米国の通信情報機関NSAと契約しているセキュリティ会社の社員エドワード・スノーデン氏(30)が、NSAの世界的な電話盗聴、Eメール監視などを暴露した事件は欧米で大波乱を巻き起こした。だが日本メディアの関心は比較的低い。巨大な闇の権力NSAに対する予備知識が欠けているためだろう。

存在自体が極秘だった

 National Security Agency(NSA)は「国家安全保障局」と訳すのが日本の慣行だが、これは誤訳だ。この場合「セキュリティ」は「機密保全」の意味だから、「国家保全庁」が適訳だろう。米国には第2次大戦前から陸・海軍に通信情報組織があり、1921年のワシントン海軍軍縮会議で、日本側が「主力艦の5・5・3」の比率を呑む腹積もりであることも予知していた。

 日本の外務省の電報は日本大使館より早く解読していたし、海軍、陸軍の暗号の解読にも成功した。戦後も米陸・海・空軍にそれぞれ通信傍受・解読部隊があり、これらは自軍の暗号の作成や秘話電話網の開発などもするため表向きには「セキュリティ(保全)部隊」と称した。1952年10月24日のトルーマン大統領命令でこれらを統括する国家レベルの保全庁が設立されたが、その存在自体が極秘とされ、日本の省庁の設置法に当たる政令はいまも秘密だ。法案を議会にかければ存在が露見するから、秘密政令にしたのだろう。

 設立当初でも人員は推定約1万人もいたのだが、国防総省の外局だから経費は国防予算にまぎれ込ませていると考えられる。NSAは米政府の組織表にも載せず、職員はNSAという語を使うことが厳禁され「連邦政府職員」と称した。歯科医院で麻酔中に口が滑るのを警戒し、指定医院以外に行くことも禁止だった。

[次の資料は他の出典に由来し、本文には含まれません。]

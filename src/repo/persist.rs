use async_trait::async_trait;
use diesel::upsert::excluded;
use diesel::{ExpressionMethods, OptionalExtension, QueryDsl, SelectableHelper};
use diesel_async::RunQueryDsl;

use crate::error::IndexerError;
use crate::models::pool::{NewPoolRow, SyncedHeightRow};
use crate::models::token::{NewTokenRow, TokenRow};
use crate::models::{Pair, PoolInfo, Token};
use crate::repo::PersistRepository;
use crate::schemas::{latest_pools, pairs, synced_height, tokens};
use crate::utils::db_connect::PgPool;

/// Diesel-backed persistence over two databases: the ETL output (pairs,
/// read-only) and the mirror this process owns.
pub struct DieselPersistRepository {
    /// Chain id scoping pair reads and height bookkeeping.
    chain_id: String,
    /// Pool to the ETL output database.
    src: PgPool,
    /// Pool to the mirror database.
    dst: PgPool,
}

impl DieselPersistRepository {
    /// Creates a repository scoped to `chain_id`.
    #[must_use]
    pub fn new(chain_id: &str, src: PgPool, dst: PgPool) -> Self {
        Self {
            chain_id: chain_id.to_string(),
            src,
            dst,
        }
    }
}

#[async_trait]
impl PersistRepository for DieselPersistRepository {
    async fn pairs(
        &self,
        since_id: i64,
        limit: i64,
        desc: bool,
    ) -> Result<Vec<Pair>, IndexerError> {
        let mut conn = self.src.get().await?;

        let mut query = pairs::table
            .select(Pair::as_select())
            .filter(pairs::chain_id.eq(&self.chain_id))
            .into_boxed();

        if since_id > 0 {
            query = if desc {
                query.filter(pairs::id.lt(since_id))
            } else {
                query.filter(pairs::id.gt(since_id))
            };
        }
        query = if desc {
            query.order(pairs::id.desc())
        } else {
            query.order(pairs::id.asc())
        };
        if limit > 0 {
            query = query.limit(limit);
        }

        Ok(query.load::<Pair>(&mut conn).await?)
    }

    async fn tokens(
        &self,
        since_id: i64,
        limit: i64,
        desc: bool,
    ) -> Result<Vec<Token>, IndexerError> {
        let mut conn = self.dst.get().await?;

        let mut query = tokens::table.select(TokenRow::as_select()).into_boxed();

        if since_id > 0 {
            query = if desc {
                query.filter(tokens::id.lt(since_id))
            } else {
                query.filter(tokens::id.gt(since_id))
            };
        }
        query = if desc {
            query.order(tokens::id.desc())
        } else {
            query.order(tokens::id.asc())
        };
        if limit > 0 {
            query = query.limit(limit);
        }

        let rows = query.load::<TokenRow>(&mut conn).await?;
        Ok(rows.into_iter().map(Token::from).collect())
    }

    async fn save_tokens(&self, staged: &[Token]) -> Result<(), IndexerError> {
        if staged.is_empty() {
            return Ok(());
        }

        let mut conn = self.dst.get().await?;
        let rows: Vec<NewTokenRow> = staged.iter().map(NewTokenRow::from).collect();

        diesel::insert_into(tokens::table)
            .values(&rows)
            .on_conflict((tokens::chain_id, tokens::address))
            .do_update()
            .set((
                tokens::protocol.eq(excluded(tokens::protocol)),
                tokens::symbol.eq(excluded(tokens::symbol)),
                tokens::name.eq(excluded(tokens::name)),
                tokens::decimals.eq(excluded(tokens::decimals)),
                tokens::icon.eq(excluded(tokens::icon)),
                tokens::verified.eq(excluded(tokens::verified)),
            ))
            .execute(&mut conn)
            .await?;

        Ok(())
    }

    async fn save_latest_pools(
        &self,
        pools: &[PoolInfo],
        height: u64,
    ) -> Result<(), IndexerError> {
        if pools.is_empty() {
            return Ok(());
        }

        let mut conn = self.dst.get().await?;
        let rows: Vec<NewPoolRow> = pools
            .iter()
            .map(|pool| NewPoolRow::at_height(pool, height))
            .collect();

        diesel::insert_into(latest_pools::table)
            .values(&rows)
            .execute(&mut conn)
            .await?;

        Ok(())
    }

    async fn synced_height(&self) -> Result<u64, IndexerError> {
        let mut conn = self.dst.get().await?;

        let row = synced_height::table
            .filter(synced_height::chain_id.eq(&self.chain_id))
            .select(SyncedHeightRow::as_select())
            .first::<SyncedHeightRow>(&mut conn)
            .await
            .optional()?;

        if let Some(row) = row {
            return Ok(u64::try_from(row.height).unwrap_or(0));
        }

        // Find-or-create: first access seeds a zero row.
        diesel::insert_into(synced_height::table)
            .values((
                synced_height::chain_id.eq(&self.chain_id),
                synced_height::height.eq(0_i64),
            ))
            .on_conflict(synced_height::chain_id)
            .do_nothing()
            .execute(&mut conn)
            .await?;

        Ok(0)
    }

    async fn save_synced_height(&self, height: u64) -> Result<(), IndexerError> {
        let mut conn = self.dst.get().await?;
        let height = i64::try_from(height).unwrap_or(i64::MAX);

        diesel::insert_into(synced_height::table)
            .values((
                synced_height::chain_id.eq(&self.chain_id),
                synced_height::height.eq(height),
            ))
            .on_conflict(synced_height::chain_id)
            .do_update()
            .set(synced_height::height.eq(height))
            .execute(&mut conn)
            .await?;

        Ok(())
    }
}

 1960年9月、2人のNSA暗号職員がソ連に亡命し、米国の同盟国を含む40ヵ国以上の通信を傍受していることをモスクワでの記者会見で述べたため、NSAの名が世界に知れ渡ったが、米政府は否定したためNSAは“No Such Agency”(そんな庁はない)の略称との冗談が広まった。この当時、日本の記者もはじめてNational Security Agencyの名を知り、何をする役所か分らず、National Securityは「国家安全保障」だから、それを扱うのかと思って「国家安全保障局」と誤訳したのが定着したようだ。